Hasil audit, dan evaluasi tersebut, berdasarkan kekosongan fakta, dan dari kenihilan alat bukti, memungkinkan untuk segera diterbitkan SP-3.
Komisi Nasional Hak Asasi Manusia (Komnas HAM), pekan lalu, pun menyampaikan keragu-raguan atas dugaan pelecehan seksual terhadap Ibu PC yang menjadi sebab, dan pemicu tewasnya Brigadir J.
Ketua Komnas HAM Ahmad Taufan Damanik, pernah mengatakan, tim penyelidikannya, belum memiliki, bahkan menemukan adanya bukti, atau akurasi informasi apapun, atas dugaan amoral yang dialami Nyonya Sambo, yang disebut kepolisian selama ini, sebagai motif peristiwa, atau pangkal kronologis pembunuhan Brigadir J.
“Soal dugaan kekerasan seksual, atau dugaan pelecehan terhadap Ibu PC (Nyonya Sambo), semuanya belum ada pembuktian. Semua, belum ada yang bisa memastikan, apakah itu (dugaan pelecehan) terjadi atau tidak,” ujar Taufan, Sabtu (6/8/2022).
Taufan mengatakan, penjelasan adanya dugaan pelecehan seksual terhadap Nyonya Sambo, sebagai latar peristiwa kematian Brigadir J, selama ini, hanya bersumber dari Polri. Hal tersebut, pun berdasarkan pelaporan dari Irjen Sambo, dan Nyonya Sambo, ke Polres Metro Jakarta Selatan (Jaksel).
Akan tetapi, sampai hari ini, proses penyidikan kasus dugaan pelecehan tersebut, tak jelas arah majunya. Meskipun kasusnya sudah diambil alih oleh tim penyidik dari Polda Metro Jaya, bahkan belakangan penanganannya disupervisi oleh Bareskrim Polri.
Akan tetapi, pengungkapan dugaan amoral yang dituduhkan kepada Brigadir J, terhadap Nyonya Sambo itu, masih gulita. Sementara di Komnas HAM, kata Taufan, sampai hari ini, belum mendapatkan penjelasan, ataupun pengakuan, dan keterangan langsung dari Nyonya Sambo.
Kasus dugaan pelecehan seksual, dan ancaman kekerasan ini mula-mula ditangani oleh Polres Metro Jaksel, sejak Selasa (12/7/2022).
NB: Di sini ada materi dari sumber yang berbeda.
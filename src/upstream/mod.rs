//! # Upstream Module
//!
//! Access to PokeAPI. The aggregation layer only sees the `PokemonSource`
//! trait, so it can run against the real HTTP client or an in-process fake.

pub mod client;

pub use client::PokeApiClient;

use crate::core::error::PokedexResult;
use async_trait::async_trait;
use serde::{Deserialize, Serialize};

/// One entry of the PokeAPI index
#[derive(Debug, Clone, PartialEq, Eq, Serialize, Deserialize)]
pub struct IndexEntry {
    pub name: String,
    pub url: String,
}

/// A slice of the PokeAPI index plus the total number of Pokémon upstream
#[derive(Debug, Clone, PartialEq, Eq, Serialize, Deserialize)]
pub struct PokemonIndex {
    pub results: Vec<IndexEntry>,
    pub count: u64,
}

/// Source of index pages and raw detail records
#[async_trait]
pub trait PokemonSource: Send + Sync {
    /// Fetch `limit` index entries starting at `offset`
    async fn fetch_index(&self, limit: u32, offset: u64) -> PokedexResult<PokemonIndex>;

    /// Fetch the raw detail record behind an index entry's URL
    async fn fetch_detail(&self, url: &str) -> PokedexResult<serde_json::Value>;
}
//! Raw PokeAPI detail record -> `PokemonSummary`

use crate::core::error::{PokedexError, PokedexResult};
use crate::core::types::PokemonSummary;
use serde_json::Value;
use tracing::warn;

/// Reshape a raw detail record into the output contract
///
/// Only `name` is required. Image, types, height and weight fall back to
/// `None`, `[]`, `0` and `0` respectively.
pub fn format(raw: &Value) -> PokedexResult<PokemonSummary> {
    let name = match raw.get("name") {
        Some(Value::String(name)) if !name.is_empty() => name.clone(),
        _ => return Err(PokedexError::missing_field("name")),
    };

    let image = extract_image(raw);
    if image.is_none() {
        warn!(pokemon_name = %name, "No image available for Pokemon");
    }

    Ok(PokemonSummary {
        image,
        types: extract_types(raw),
        height: extract_integer(raw.get("height")),
        weight: extract_integer(raw.get("weight")),
        name,
    })
}

/// Official artwork first, then the default front sprite
fn extract_image(raw: &Value) -> Option<String> {
    let sprites = raw.get("sprites")?;

    let artwork = sprites
        .get("other")
        .and_then(|other| other.get("official-artwork"))
        .and_then(|artwork| artwork.get("front_default"));

    non_empty_string(artwork).or_else(|| non_empty_string(sprites.get("front_default")))
}

fn non_empty_string(value: Option<&Value>) -> Option<String> {
    match value {
        Some(Value::String(s)) if !s.is_empty() => Some(s.clone()),
        _ => None,
    }
}

fn extract_types(raw: &Value) -> Vec<String> {
    raw.get("types")
        .and_then(Value::as_array)
        .map(|slots| {
            slots
                .iter()
                .filter_map(|slot| slot.get("type")?.get("name")?.as_str())
                .map(str::to_string)
                .collect()
        })
        .unwrap_or_default()
}

/// Integer cast: floats truncate, numeric strings parse, anything else is 0
fn extract_integer(value: Option<&Value>) -> i64 {
    match value {
        Some(Value::Number(n)) => n
            .as_i64()
            .or_else(|| n.as_f64().map(|f| f.trunc() as i64))
            .unwrap_or(0),
        Some(Value::String(s)) => {
            let s = s.trim();
            s.parse::<i64>()
                .ok()
                .or_else(|| s.parse::<f64>().ok().map(|f| f.trunc() as i64))
                .unwrap_or(0)
        }
        Some(Value::Bool(b)) => i64::from(*b),
        _ => 0,
    }
}
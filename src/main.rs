//! # Pokedex Gateway - Main Entry Point
//!
//! Loads configuration, wires cache, upstream client and list service
//! together, then serves the public and admin APIs until SIGINT or SIGTERM.
//!
//! The configuration path comes from the first argument or `POKEDEX_CONFIG`.
//! Without either the built-in defaults are used, with `POKEDEX_*`
//! environment overrides applied on top.

use anyhow::Context;
use std::path::PathBuf;
use std::sync::Arc;
use tokio::signal;
use tokio_util::sync::CancellationToken;
use tracing::{error, info};

use pokedex_gateway::caching::{CacheAdminState, CacheManager};
use pokedex_gateway::observability::{init_logging, metrics::describe_metrics};
use pokedex_gateway::{PokeApiClient, PokedexConfig, PokedexServer, PokemonService};

#[tokio::main]
async fn main() -> anyhow::Result<()> {
    let config_path = std::env::args()
        .nth(1)
        .or_else(|| std::env::var("POKEDEX_CONFIG").ok())
        .map(PathBuf::from);

    let config = PokedexConfig::load(config_path.as_deref())
        .await
        .context("Failed to load configuration")?;

    init_logging(&config.logging, &config.server.service_name)
        .context("Failed to initialize logging")?;
    describe_metrics();

    info!("Starting {} v{}", config.server.service_name, env!("CARGO_PKG_VERSION"));
    match &config_path {
        Some(path) => info!("Configuration loaded from {}", path.display()),
        None => info!("No configuration file given, using defaults"),
    }

    let server = build_server(&config).await?;

    let shutdown = CancellationToken::new();
    let server_shutdown = shutdown.clone();
    let mut server_handle = tokio::spawn(async move { server.start(server_shutdown).await });

    tokio::select! {
        _ = shutdown_signal() => {
            info!("Shutdown signal received, draining connections");
            shutdown.cancel();
        }
        result = &mut server_handle => {
            // The server stopped on its own, which only happens on error
            match result {
                Ok(Ok(())) => return Ok(()),
                Ok(Err(e)) => {
                    error!("Server error: {}", e);
                    return Err(e.into());
                }
                Err(e) => return Err(anyhow::anyhow!("Server task failed: {}", e)),
            }
        }
    }

    server_handle
        .await
        .context("Server task failed")?
        .context("Server error during shutdown")?;

    info!("Pokedex gateway shutdown complete");
    Ok(())
}

/// Cache manager -> PokeAPI client -> list service -> HTTP servers
async fn build_server(config: &PokedexConfig) -> anyhow::Result<PokedexServer> {
    let cache = CacheManager::new(config.cache.clone())
        .await
        .context("Failed to initialize cache")?;
    info!(
        backend = cache.backend_name(),
        ttl = %humantime::format_duration(cache.default_ttl()),
        "Cache ready"
    );

    let client = Arc::new(
        PokeApiClient::new(&config.upstream, Arc::new(cache))
            .context("Failed to build PokeAPI client")?,
    );
    let service = Arc::new(PokemonService::new(client.clone(), config.aggregator.clone()));

    Ok(PokedexServer::new(
        &config.server,
        CacheAdminState { client, service },
    ))
}

#[cfg(unix)]
async fn shutdown_signal() {
    use signal::unix::{signal as unix_signal, SignalKind};

    let mut sigterm = match unix_signal(SignalKind::terminate()) {
        Ok(sigterm) => sigterm,
        Err(e) => {
            error!("Failed to install SIGTERM handler: {}", e);
            let _ = signal::ctrl_c().await;
            return;
        }
    };

    tokio::select! {
        _ = sigterm.recv() => info!("Received SIGTERM"),
        _ = signal::ctrl_c() => info!("Received SIGINT"),
    }
}

#[cfg(not(unix))]
async fn shutdown_signal() {
    let _ = signal::ctrl_c().await;
    info!("Received Ctrl+C");
}
//! Online/offline state shared between the request cache and whoever observes the network

use std::sync::Arc;
use tokio::sync::watch;
use tracing::info;

/// Connectivity flag backed by a `watch` channel
#[derive(Clone)]
pub struct ConnectivityMonitor {
    state: Arc<watch::Sender<bool>>,
}

impl ConnectivityMonitor {
    pub fn new(online: bool) -> Self {
        let (state, _) = watch::channel(online);
        Self {
            state: Arc::new(state),
        }
    }

    pub fn is_online(&self) -> bool {
        *self.state.borrow()
    }

    pub fn set_online(&self, online: bool) {
        let changed = self.state.send_if_modified(|current| {
            let changed = *current != online;
            *current = online;
            changed
        });

        if changed {
            if online {
                info!("Network connection restored");
            } else {
                info!("Network connection lost, requests will wait");
            }
        }
    }

    /// Receiver for observers that want to react to changes
    pub fn subscribe(&self) -> watch::Receiver<bool> {
        self.state.subscribe()
    }

    /// Resolve immediately when online, otherwise once connectivity returns
    pub async fn wait_for_online(&self) {
        let mut rx = self.state.subscribe();
        // The sender lives as long as `self`, so this cannot observe a closed channel
        let _ = rx.wait_for(|online| *online).await;
    }
}

impl Default for ConnectivityMonitor {
    fn default() -> Self {
        Self::new(true)
    }
}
Penyidikan kasus tersebut, berdasarkan dari pelaporan Irjen Sambo, dan Nyonya Sambo, Senin (11/8/2022) di Polres Jaksel.
Terlapornya, adalah Brigadir J yang sudah tewas saat itu. Laporan itu, menyangkut soal pangkal peristiwa yang disebut oleh kepolisian, sebagai penyebab insiden adu tembak-menembak antara Brigadir J, dengan rekannya Bharada Richard Eliezer (RE) di rumah dinas Irjen Sambo, di Kompleks Polri, Duren Tiga, Jaksel, Jumat (8/7/2022).
Marah dan Emosi Jadi Motif Sambo Habisi Nyawa Brigadir J
Tim khusus Polri akhirnya membuka motif Irjen Ferdy Sambo membunuh Nofriansyah Yosua Hutabarat atau Brigadir J.
Dirtipidum Bareskrim Brigjen Andi Rian Djajadi saat gelar konferensi pers mengatakan, Ferdy Sambo marah dan emosi karena Brigadir J melukai martabat keluarganya.
“FS mengatakan bahwa dirinya menjadi marah dan emosi setelah dapat laporan PC yang mendapatkan tindakan yang melukai harkat martabat keluarga di Magelang oleh almarhum Josua,” ujar Andi di Mako Brimob, Kamis (11/8/2022).
Andi menjelaskan, setelah itu Ferdy Sambo merencanakan pembunuhan terhadap Brigadir J. Dalam perkara ini, Sambo telah ditetapkan sebagai tersangka pembunuhan berencana.
Sambo merencanakan pembunuhan itu dengan memanggil anak buahnya yakni Bharada Richard Eliezer (Bharada E) dan Bripka Ricky Rizal (Bripka RR).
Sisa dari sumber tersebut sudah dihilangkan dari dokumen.